Chiny budują nowe silosy rakietowe. Zauważono je na zdjęciach satelitarnych
Chiny rozpoczęły budowę 119 nowych silosów dla międzykontynentalnych pocisków balistycznych na pustyni w okolicach miasta Yumen, jak donosi The Washington Post. Eksperci uważają, że mogą to być działania ukierunkowane na zwiększenie potencjału nuklearnego państwa.
Analizy komercyjnych zdjęć satelitarnych, które przeprowadzili eksperci z Centrum Badań nad Nieproliferacją Jamesa Martina w Monterey w Kalifornii, pozwoliły zauważyć prace budowlane na pustyni w pobliżu miasta Yumen, w prowincji Gansu.
Chiny budują nowe silosy rakietowe
Jak zaznacza The Washington Post, jest to 119 praktycznie takich samych placów, które zawierają elementy obserwowane w już istniejących obiektach startowych dla chińskiego arsenału pocisków balistycznych z końcówkami nuklearnymi. Dodatkowo place są ukryte pod dużymi osłonami, przypominającymi kopuły, co jest powszechną praktyką Chin w przypadku baz rakietowych.

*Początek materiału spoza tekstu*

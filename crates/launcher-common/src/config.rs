//! Launcher configuration
//!
//! Configuration is read once at startup from a YAML document and then
//! overridden from the environment. The result is immutable and shared by
//! every mapping call.
//!
//! Map-valued environment variables use comma-separated `key=value` pairs,
//! e.g. `JOB_KUBE_NODE_SELECTORS=pool=jobs,zone=us-east-1a`.

use std::collections::BTreeMap;
use std::path::Path;

use serde::{Deserialize, Serialize};
use tracing::{debug, info};

use crate::{Error, Result, DEFAULT_IMAGE_PULL_POLICY, DEFAULT_NAMESPACE};

/// Namespace launched pods are created in
pub const ENV_NAMESPACE: &str = "WORKLOAD_LAUNCHER_NAMESPACE";
/// Orchestrator container image
pub const ENV_ORCHESTRATOR_IMAGE: &str = "ORCHESTRATOR_IMAGE";
/// Orchestrator container pull policy
pub const ENV_ORCHESTRATOR_PULL_POLICY: &str = "ORCHESTRATOR_IMAGE_PULL_POLICY";
/// Scheduler name handed out by the static feature flags
pub const ENV_CUSTOM_SCHEDULER: &str = "CUSTOM_SCHEDULER_NAME";

/// Environment variable names for one placement policy family
struct PolicyEnvKeys {
    node_selectors: &'static str,
    isolated_node_selectors: &'static str,
    annotations: &'static str,
    pull_policy: &'static str,
}

const REPLICATION_ENV: PolicyEnvKeys = PolicyEnvKeys {
    node_selectors: "JOB_KUBE_NODE_SELECTORS",
    isolated_node_selectors: "JOB_ISOLATED_KUBE_NODE_SELECTORS",
    annotations: "JOB_KUBE_ANNOTATIONS",
    pull_policy: "JOB_KUBE_MAIN_CONTAINER_IMAGE_PULL_POLICY",
};

const CHECK_ENV: PolicyEnvKeys = PolicyEnvKeys {
    node_selectors: "CHECK_JOB_KUBE_NODE_SELECTORS",
    isolated_node_selectors: "CHECK_JOB_ISOLATED_KUBE_NODE_SELECTORS",
    annotations: "CHECK_JOB_KUBE_ANNOTATIONS",
    pull_policy: "CHECK_JOB_KUBE_MAIN_CONTAINER_IMAGE_PULL_POLICY",
};

/// Trait for reading environment configuration
///
/// Abstracts environment variable access so overrides can be tested
/// without touching process-global state.
#[cfg_attr(test, mockall::automock)]
pub trait EnvSource: Send + Sync {
    /// Get the value of an environment variable, if set
    fn var(&self, name: &str) -> Option<String>;
}

/// Default implementation that reads from the process environment
#[derive(Clone, Copy, Debug, Default)]
pub struct OsEnv;

impl EnvSource for OsEnv {
    fn var(&self, name: &str) -> Option<String> {
        std::env::var(name).ok()
    }
}

/// Image and pull policy of a pod's main container
#[derive(Clone, Debug, Serialize, Deserialize, PartialEq, Eq)]
#[serde(rename_all = "camelCase")]
pub struct ContainerInfo {
    /// Fully qualified image reference
    pub image: String,
    /// Kubernetes image pull policy (Always, IfNotPresent, Never)
    #[serde(default = "default_pull_policy")]
    pub pull_policy: String,
}

impl ContainerInfo {
    /// Create container info from an image and pull policy
    pub fn new(image: impl Into<String>, pull_policy: impl Into<String>) -> Self {
        Self {
            image: image.into(),
            pull_policy: pull_policy.into(),
        }
    }
}

/// Placement configuration for one workload family
///
/// One instance governs orchestrator (replication) pods, another governs
/// check/discover/spec pods.
#[derive(Clone, Debug, Serialize, Deserialize, PartialEq, Eq)]
#[serde(rename_all = "camelCase")]
pub struct PlacementPolicy {
    /// Node selectors for ordinary workloads
    #[serde(default)]
    pub node_selectors: BTreeMap<String, String>,
    /// Node selectors for custom connector workloads; `None` when sandboxed
    /// placement is not available
    #[serde(default, skip_serializing_if = "Option::is_none")]
    pub isolated_node_selectors: Option<BTreeMap<String, String>>,
    /// Annotations applied to launched pods
    #[serde(default)]
    pub annotations: BTreeMap<String, String>,
    /// Pull policy for the main container
    #[serde(default = "default_pull_policy")]
    pub image_pull_policy: String,
}

impl Default for PlacementPolicy {
    fn default() -> Self {
        Self {
            node_selectors: BTreeMap::new(),
            isolated_node_selectors: None,
            annotations: BTreeMap::new(),
            image_pull_policy: default_pull_policy(),
        }
    }
}

impl PlacementPolicy {
    fn apply_env(&mut self, env: &dyn EnvSource, keys: &PolicyEnvKeys) -> Result<()> {
        if let Some(raw) = env.var(keys.node_selectors) {
            self.node_selectors = parse_key_value_pairs(keys.node_selectors, &raw)?;
        }
        // Blank isolated selectors are treated as unset.
        if let Some(raw) = env.var(keys.isolated_node_selectors) {
            let isolated = parse_key_value_pairs(keys.isolated_node_selectors, &raw)?;
            self.isolated_node_selectors = Some(isolated).filter(|m| !m.is_empty());
        }
        if let Some(raw) = env.var(keys.annotations) {
            self.annotations = parse_key_value_pairs(keys.annotations, &raw)?;
        }
        if let Some(policy) = env.var(keys.pull_policy) {
            self.image_pull_policy = policy;
        }
        Ok(())
    }
}

/// Complete launcher configuration
#[derive(Clone, Debug, Serialize, Deserialize, PartialEq, Eq)]
#[serde(rename_all = "camelCase")]
pub struct LauncherConfig {
    /// Namespace launched pods are created in
    #[serde(default = "default_namespace")]
    pub namespace: String,
    /// Process-wide orchestrator container used for replication pods
    pub orchestrator: ContainerInfo,
    /// Environment handed to the orchestrator through its init files
    #[serde(default)]
    pub orchestrator_env: BTreeMap<String, String>,
    /// Placement for replication orchestrator pods
    #[serde(default)]
    pub replication: PlacementPolicy,
    /// Placement for check/discover/spec pods
    #[serde(default)]
    pub check: PlacementPolicy,
    /// Scheduler assigned to launched pods when set
    #[serde(default, skip_serializing_if = "Option::is_none")]
    pub scheduler_name: Option<String>,
}

impl LauncherConfig {
    /// Parse configuration from a YAML document
    pub fn from_yaml_str(input: &str) -> Result<Self> {
        let config: LauncherConfig = serde_yaml::from_str(input)?;
        Ok(config)
    }

    /// Load configuration from a YAML file
    pub fn from_file(path: impl AsRef<Path>) -> Result<Self> {
        let path = path.as_ref();
        let data = std::fs::read_to_string(path).map_err(|e| Error::io(path, e))?;
        let config = Self::from_yaml_str(&data)?;
        info!(path = %path.display(), "loaded launcher configuration");
        Ok(config)
    }

    /// Override configuration values from the environment
    pub fn apply_env(mut self, env: &dyn EnvSource) -> Result<Self> {
        if let Some(namespace) = env.var(ENV_NAMESPACE) {
            self.namespace = namespace;
        }
        if let Some(image) = env.var(ENV_ORCHESTRATOR_IMAGE) {
            self.orchestrator.image = image;
        }
        if let Some(policy) = env.var(ENV_ORCHESTRATOR_PULL_POLICY) {
            self.orchestrator.pull_policy = policy;
        }
        if let Some(scheduler) = env.var(ENV_CUSTOM_SCHEDULER) {
            self.scheduler_name = Some(scheduler).filter(|s| !s.is_empty());
        }
        self.replication.apply_env(env, &REPLICATION_ENV)?;
        self.check.apply_env(env, &CHECK_ENV)?;
        debug!(namespace = %self.namespace, "applied environment overrides");
        Ok(self)
    }

    /// Reject configuration that cannot produce a launchable pod
    pub fn validate(&self) -> Result<()> {
        if self.namespace.trim().is_empty() {
            return Err(Error::configuration_for_field(
                "namespace",
                "namespace must not be empty",
            ));
        }
        if self.orchestrator.image.trim().is_empty() {
            return Err(Error::configuration_for_field(
                "orchestrator.image",
                "orchestrator image must not be empty",
            ));
        }
        Ok(())
    }
}

/// Parse `key=value` pairs separated by commas into a map.
///
/// An empty or blank input yields an empty map. Whitespace around keys and
/// values is ignored.
pub fn parse_key_value_pairs(name: &str, raw: &str) -> Result<BTreeMap<String, String>> {
    raw.split(',')
        .map(str::trim)
        .filter(|pair| !pair.is_empty())
        .map(|pair| match pair.split_once('=') {
            Some((key, value)) if !key.trim().is_empty() => {
                Ok((key.trim().to_string(), value.trim().to_string()))
            }
            _ => Err(Error::configuration_for_field(
                name,
                format!("expected key=value, got '{}'", pair),
            )),
        })
        .collect()
}

fn default_namespace() -> String {
    DEFAULT_NAMESPACE.to_string()
}

fn default_pull_policy() -> String {
    DEFAULT_IMAGE_PULL_POLICY.to_string()
}

#[cfg(test)]
mod tests {
    use super::*;

    const SAMPLE: &str = r#"
namespace: ab-jobs
orchestrator:
  image: registry.local/orchestrator:1.2.0
  pullPolicy: Always
orchestratorEnv:
  LOG_LEVEL: info
replication:
  nodeSelectors:
    pool: replication
  isolatedNodeSelectors:
    pool: sandbox
  annotations:
    team: data
check:
  nodeSelectors:
    pool: check
  imagePullPolicy: Always
"#;

    fn env_with(vars: &'static [(&'static str, &'static str)]) -> MockEnvSource {
        let mut mock = MockEnvSource::new();
        mock.expect_var().returning(move |name| {
            vars.iter()
                .find(|(k, _)| *k == name)
                .map(|(_, v)| v.to_string())
        });
        mock
    }

    #[test]
    fn parses_yaml_document() {
        let config = LauncherConfig::from_yaml_str(SAMPLE).unwrap();

        assert_eq!(config.namespace, "ab-jobs");
        assert_eq!(
            config.orchestrator,
            ContainerInfo::new("registry.local/orchestrator:1.2.0", "Always")
        );
        assert_eq!(config.orchestrator_env["LOG_LEVEL"], "info");
        assert_eq!(config.replication.node_selectors["pool"], "replication");
        assert_eq!(
            config.replication.isolated_node_selectors,
            Some(BTreeMap::from([("pool".to_string(), "sandbox".to_string())]))
        );
        assert_eq!(config.replication.image_pull_policy, "IfNotPresent");
        assert_eq!(config.check.isolated_node_selectors, None);
        assert_eq!(config.check.image_pull_policy, "Always");
        assert_eq!(config.scheduler_name, None);
    }

    #[test]
    fn missing_sections_fall_back_to_defaults() {
        let config = LauncherConfig::from_yaml_str("orchestrator:\n  image: orch:1\n").unwrap();

        assert_eq!(config.namespace, DEFAULT_NAMESPACE);
        assert_eq!(config.orchestrator.pull_policy, DEFAULT_IMAGE_PULL_POLICY);
        assert_eq!(config.replication, PlacementPolicy::default());
        assert_eq!(config.check, PlacementPolicy::default());
    }

    #[test]
    fn invalid_yaml_is_a_configuration_error() {
        let err = LauncherConfig::from_yaml_str("namespace: [").unwrap_err();
        assert!(matches!(err, Error::Configuration { .. }));
    }

    #[test]
    fn env_overrides_replace_values() {
        let env = env_with(&[
            (ENV_NAMESPACE, "override-ns"),
            (ENV_ORCHESTRATOR_IMAGE, "orch:2"),
            ("JOB_KUBE_NODE_SELECTORS", "pool=big, zone=a"),
            ("CHECK_JOB_ISOLATED_KUBE_NODE_SELECTORS", "pool=isolated-check"),
            ("CHECK_JOB_KUBE_ANNOTATIONS", "owner=platform"),
            ("CHECK_JOB_KUBE_MAIN_CONTAINER_IMAGE_PULL_POLICY", "Never"),
            (ENV_CUSTOM_SCHEDULER, "gang-scheduler"),
        ]);

        let config = LauncherConfig::from_yaml_str(SAMPLE)
            .unwrap()
            .apply_env(&env)
            .unwrap();

        assert_eq!(config.namespace, "override-ns");
        assert_eq!(config.orchestrator.image, "orch:2");
        assert_eq!(config.orchestrator.pull_policy, "Always");
        assert_eq!(
            config.replication.node_selectors,
            BTreeMap::from([
                ("pool".to_string(), "big".to_string()),
                ("zone".to_string(), "a".to_string()),
            ])
        );
        // Untouched by env
        assert_eq!(
            config.replication.isolated_node_selectors,
            Some(BTreeMap::from([("pool".to_string(), "sandbox".to_string())]))
        );
        assert_eq!(
            config.check.isolated_node_selectors,
            Some(BTreeMap::from([(
                "pool".to_string(),
                "isolated-check".to_string()
            )]))
        );
        assert_eq!(config.check.annotations["owner"], "platform");
        assert_eq!(config.check.image_pull_policy, "Never");
        assert_eq!(config.scheduler_name.as_deref(), Some("gang-scheduler"));
    }

    #[test]
    fn empty_scheduler_env_clears_scheduler() {
        let env = env_with(&[(ENV_CUSTOM_SCHEDULER, "")]);
        let mut config = LauncherConfig::from_yaml_str(SAMPLE).unwrap();
        config.scheduler_name = Some("configured".to_string());

        let config = config.apply_env(&env).unwrap();
        assert_eq!(config.scheduler_name, None);
    }

    #[test]
    fn blank_isolated_selectors_env_means_unset() {
        let env = env_with(&[
            ("JOB_ISOLATED_KUBE_NODE_SELECTORS", ""),
            ("CHECK_JOB_ISOLATED_KUBE_NODE_SELECTORS", " , "),
        ]);

        let config = LauncherConfig::from_yaml_str(SAMPLE)
            .unwrap()
            .apply_env(&env)
            .unwrap();

        assert_eq!(config.replication.isolated_node_selectors, None);
        assert_eq!(config.check.isolated_node_selectors, None);
        assert_eq!(config.replication.node_selectors["pool"], "replication");
    }

    #[test]
    fn malformed_env_pair_is_rejected() {
        let env = env_with(&[("JOB_KUBE_ANNOTATIONS", "team=data,broken")]);
        let err = LauncherConfig::from_yaml_str(SAMPLE)
            .unwrap()
            .apply_env(&env)
            .unwrap_err();

        assert_eq!(err.field(), Some("JOB_KUBE_ANNOTATIONS"));
    }

    #[test]
    fn parse_pairs_handles_blank_input() {
        assert!(parse_key_value_pairs("X", "").unwrap().is_empty());
        assert!(parse_key_value_pairs("X", " , ").unwrap().is_empty());
        assert!(parse_key_value_pairs("X", "=value").is_err());
    }

    #[test]
    fn parse_pairs_keeps_equals_in_values() {
        let pairs = parse_key_value_pairs("X", "expr=a=b").unwrap();
        assert_eq!(pairs["expr"], "a=b");
    }

    #[test]
    fn validate_rejects_empty_namespace_and_image() {
        let mut config = LauncherConfig::from_yaml_str(SAMPLE).unwrap();
        assert!(config.validate().is_ok());

        config.namespace = " ".to_string();
        assert_eq!(config.validate().unwrap_err().field(), Some("namespace"));

        config.namespace = "jobs".to_string();
        config.orchestrator.image = String::new();
        assert_eq!(
            config.validate().unwrap_err().field(),
            Some("orchestrator.image")
        );
    }

    #[test]
    fn missing_file_is_io_error() {
        let err = LauncherConfig::from_file("/nonexistent/launcher.yaml").unwrap_err();
        assert!(matches!(err, Error::Io { .. }));
    }
}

Doniesienia są niepokojące, ponieważ 119 nowych silosów rakietowych znacząco zwiększy chińskie zdolności nuklearne i może świadczyć o wzroście ilości broni jądrowej przechowywanej przez państwo. Warto jednak zaznaczyć, że tak naprawdę niejasne jest, ile nowych pocisków będzie przechowywanych na pustyni.
- Jeśli do tego dodamy silosy budowane w innych miejscach w Chinach, w sumie wyniesie to około 145 silosów w budowie – powiedział w rozmowie z The Washington Post Jeffrey Lewis, dyrektor Programu Nieproliferacji Azji Wschodniej w Centrum Badań nad Nieproliferacją, który był zaangażowany w analizy.
Według Lewisa budowane silosy będą najprawdopodobniej przeznaczone do obsługi międzykontynentalnych pocisków balistycznych czwartej i jednocześnie najnowszej generacji - DF-41. Są to pociski obsługiwane przez Ludową Armię Wyzwolenia, które mogą przenosić wiele głowic jednocześnie, a ich zasięg wynosi blisko 15 tys. kilometrów, co oznacza, że w ich zasięgu pozostają Stany Zjednoczone.
Arsenał nuklearny Chin wciąż jest mniejszy niż zasoby posiadane przez Stany Zjednoczone czy Rosję. W ich przypadku liczba głowic nuklearnych sięga nawet 11 tys., na co zwraca uwagę The Washington Post. Ma to związek z tym że dotychczas Chiny stawiały na "odstraszanie", którego podstawą był niewielki, ale solidny arsenał nuklearny, pozwalający na odparcie ataku ze strony każdego, potencjalnego przeciwnika. W przypadku arsenału nuklearnego nie zawsze więcej znaczy lepiej, jednak działania Chin mogą napędzić kosztowny wyścig zbrojeń z Waszyngtonem i Moskwą.